I used to be surprised by the collective self-loathing of many people in the Western world. Life is better in Western countries than anywhere else at any time in human existence by any measure, yet we are subject to a constant barrage of doom and gloom. In recent years this pessimism has been driven primarily by the narrative around climate change. The neo-Malthusian beliefs of the likes of Paul Ehrlich have become mainstream, with the dire prognostications of famine and disease due to overpopulation being replaced by equally alarming and unfounded predictions of calamity from global warming. On the positive side, Covid-19 has sidelined the constant scaremongering about climate change in the mainstream media. However, it has given those who pine for totalitarian solutions to every human problem a much more immediate threat to justify their misanthropic views.

At the heart of the totalitarian instinct is envy.
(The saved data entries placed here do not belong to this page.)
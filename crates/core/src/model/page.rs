use serde::{Deserialize, Serialize};
use std::fmt;

use super::Progress;

/// One of the fixed screens a walkthrough can show.
///
/// Pages are ordered: a session only ever moves forward through them, and the
/// page is always derived from the session's [`Progress`].
#[derive(Clone, Copy, Debug, PartialEq, Eq, Hash, PartialOrd, Ord, Serialize, Deserialize)]
pub enum LessonPage {
    UploadSelect,
    Prerequisites,
    KnowledgeMap,
    Attention,
    FeedForward,
    Embeddings,
}

impl LessonPage {
    /// Every page, in walkthrough order.
    pub const ALL: [Self; 6] = [
        Self::UploadSelect,
        Self::Prerequisites,
        Self::KnowledgeMap,
        Self::Attention,
        Self::FeedForward,
        Self::Embeddings,
    ];

    /// Instructional pages shown after a paper has been submitted.
    pub const CONTENT: [Self; 5] = [
        Self::Prerequisites,
        Self::KnowledgeMap,
        Self::Attention,
        Self::FeedForward,
        Self::Embeddings,
    ];

    /// Maps a raw percentage onto its page bucket.
    ///
    /// Values above 100 land on the terminal page.
    #[must_use]
    pub fn for_percent(percent: u8) -> Self {
        match percent {
            0..=19 => Self::UploadSelect,
            20..=39 => Self::Prerequisites,
            40..=59 => Self::KnowledgeMap,
            60..=79 => Self::Attention,
            80..=99 => Self::FeedForward,
            _ => Self::Embeddings,
        }
    }

    /// Lowest progress value that displays this page.
    #[must_use]
    pub fn threshold(self) -> Progress {
        Progress::from_steps(self.index())
    }

    #[must_use]
    pub fn index(self) -> u8 {
        match self {
            Self::UploadSelect => 0,
            Self::Prerequisites => 1,
            Self::KnowledgeMap => 2,
            Self::Attention => 3,
            Self::FeedForward => 4,
            Self::Embeddings => 5,
        }
    }

    #[must_use]
    pub fn next(self) -> Option<Self> {
        match self {
            Self::UploadSelect => Some(Self::Prerequisites),
            Self::Prerequisites => Some(Self::KnowledgeMap),
            Self::KnowledgeMap => Some(Self::Attention),
            Self::Attention => Some(Self::FeedForward),
            Self::FeedForward => Some(Self::Embeddings),
            Self::Embeddings => None,
        }
    }

    #[must_use]
    pub fn is_terminal(self) -> bool {
        self.next().is_none()
    }

    #[must_use]
    pub fn is_content(self) -> bool {
        !matches!(self, Self::UploadSelect)
    }

    /// Short label used by the footer progress segments.
    #[must_use]
    pub fn label(self) -> &'static str {
        match self {
            Self::UploadSelect => "Upload",
            Self::Prerequisites => "Prerequisites",
            Self::KnowledgeMap => "Knowledge Map",
            Self::Attention => "Attention",
            Self::FeedForward => "FNNs",
            Self::Embeddings => "Embeddings",
        }
    }

    /// Stable identifier for DOM ids and log fields.
    #[must_use]
    pub fn slug(self) -> &'static str {
        match self {
            Self::UploadSelect => "upload",
            Self::Prerequisites => "prerequisites",
            Self::KnowledgeMap => "knowledge-map",
            Self::Attention => "attention",
            Self::FeedForward => "feed-forward",
            Self::Embeddings => "embeddings",
        }
    }
}

impl fmt::Display for LessonPage {
    fn fmt(&self, f: &mut fmt::Formatter<'_>) -> fmt::Result {
        f.write_str(self.label())
    }
}

#[cfg(test)]
mod tests {
    use super::*;

    #[test]
    fn buckets_match_fixed_mapping() {
        let expected = [
            (0, LessonPage::UploadSelect),
            (19, LessonPage::UploadSelect),
            (20, LessonPage::Prerequisites),
            (39, LessonPage::Prerequisites),
            (40, LessonPage::KnowledgeMap),
            (59, LessonPage::KnowledgeMap),
            (60, LessonPage::Attention),
            (79, LessonPage::Attention),
            (80, LessonPage::FeedForward),
            (99, LessonPage::FeedForward),
            (100, LessonPage::Embeddings),
        ];
        for (percent, page) in expected {
            assert_eq!(LessonPage::for_percent(percent), page, "percent {percent}");
        }
    }

    #[test]
    fn buckets_are_non_decreasing() {
        let mut previous = LessonPage::for_percent(0);
        for percent in 1..=100 {
            let page = LessonPage::for_percent(percent);
            assert!(page >= previous, "regressed at {percent}");
            previous = page;
        }
    }

    #[test]
    fn threshold_round_trips_through_bucket() {
        for page in LessonPage::ALL {
            assert_eq!(LessonPage::for_percent(page.threshold().value()), page);
        }
    }

    #[test]
    fn only_embeddings_is_terminal() {
        let terminal: Vec<_> = LessonPage::ALL
            .into_iter()
            .filter(|page| page.is_terminal())
            .collect();
        assert_eq!(terminal, vec![LessonPage::Embeddings]);
    }
}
It is the same instinct as H L Mencken identified when he was discussing Puritans: the haunting fear that someone, somewhere, may be happy - the same instinct that prompted a Radio New Zealand journalist to write this article about a lone surfer in Wellington's Lyall Bay. Such people would rather everyone is miserable than some be happier than others.
New Zealand's Covid-19 active and total cases - April 16, 2020

New Zealand should get out of its current level of lockdown mid-next-week.   Certainly, going by our current Covid-19 infection rates there is no reason to continue the current universal house arrest. But people aren't rational and political decisions are often a reflection of the worst instincts of the population rather than the best. Let's hope that is not the case here.

1 comment:

Lindsay Mitchell said...

Well said. And THANK YOU for highlighting that irrational idiot from RNZ. My disbelief grew as I read his outraged opining. The guy has no ability to self reflect. There he is out running and getting apoplectic about a surfer. Neither activity should cause concern.